*Exercise brief:* Please return all of the entries below exactly as they are written.

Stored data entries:

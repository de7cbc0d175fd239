//! Shared constants for end-to-end tests

// ============================================================================
// Test Catalog IDs
// ============================================================================

/// The artist being ingested in most tests
pub const ARTIST_ID: &str = "artist-main";

pub const ARTIST_NAME: &str = "The Test Band";

/// An artist the main one collaborates with
pub const GUEST_ID: &str = "artist-guest";

pub const GUEST_NAME: &str = "Guest Singer";

// ============================================================================
// Playlist
// ============================================================================

pub const PLAYLIST_ID: &str = "playlist-1";

pub const PLAYLIST_NAME: &str = "Road Trip";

*Solution for this problem:*
repository de7cbc0d175fd239
//! Shared constants for end-to-end tests

// ============================================================================
// Test Catalog IDs
// ============================================================================

/// The artist being ingested in most tests
pub const ARTIST_ID: &str = "artist-main";

pub const ARTIST_NAME: &str = "The Test Band";

/// An artist the main one collaborates with
pub const GUEST_ID: &str = "artist-guest";

pub const GUEST_NAME: &str = "Guest Singer";

// ============================================================================
// Playlist
// ============================================================================

pub const PLAYLIST_ID: &str = "playlist-1";

pub const PLAYLIST_NAME: &str = "Road Trip";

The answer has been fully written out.